══ Data under study ══

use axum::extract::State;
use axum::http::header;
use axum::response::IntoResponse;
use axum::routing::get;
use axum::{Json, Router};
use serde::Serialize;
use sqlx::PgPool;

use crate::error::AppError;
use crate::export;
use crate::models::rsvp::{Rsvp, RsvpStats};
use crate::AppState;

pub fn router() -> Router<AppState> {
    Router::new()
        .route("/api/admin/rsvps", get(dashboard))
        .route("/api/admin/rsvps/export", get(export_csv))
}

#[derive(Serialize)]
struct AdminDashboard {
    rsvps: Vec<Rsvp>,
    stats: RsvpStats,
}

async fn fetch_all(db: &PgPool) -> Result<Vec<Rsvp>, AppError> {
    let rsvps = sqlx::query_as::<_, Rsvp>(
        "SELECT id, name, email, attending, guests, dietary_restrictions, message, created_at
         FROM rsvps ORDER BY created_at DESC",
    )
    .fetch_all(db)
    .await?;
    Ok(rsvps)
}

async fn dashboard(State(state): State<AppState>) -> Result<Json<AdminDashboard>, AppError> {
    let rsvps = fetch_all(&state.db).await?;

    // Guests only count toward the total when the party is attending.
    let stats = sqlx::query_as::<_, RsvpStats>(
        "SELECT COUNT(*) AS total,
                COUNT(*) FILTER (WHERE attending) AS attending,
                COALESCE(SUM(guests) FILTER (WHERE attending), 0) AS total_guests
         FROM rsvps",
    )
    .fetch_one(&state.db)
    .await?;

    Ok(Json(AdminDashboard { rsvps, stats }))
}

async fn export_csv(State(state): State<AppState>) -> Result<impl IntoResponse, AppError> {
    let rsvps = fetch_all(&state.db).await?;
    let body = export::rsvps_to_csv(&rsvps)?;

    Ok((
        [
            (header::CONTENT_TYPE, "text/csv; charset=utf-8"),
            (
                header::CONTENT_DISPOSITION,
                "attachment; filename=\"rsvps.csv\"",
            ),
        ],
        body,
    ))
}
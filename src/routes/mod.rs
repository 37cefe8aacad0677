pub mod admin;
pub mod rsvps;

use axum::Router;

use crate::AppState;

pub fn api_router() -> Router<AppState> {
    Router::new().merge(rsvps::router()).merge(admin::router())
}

═══

Exercise aim
Lines that contain "axum" should be pulled from the entries above and reported.

Answer for this exercise
use axum::extract::State;
use axum::http::header;
use axum::response::IntoResponse;
use axum::routing::get;
use axum::{Json, Router};
use axum::Router;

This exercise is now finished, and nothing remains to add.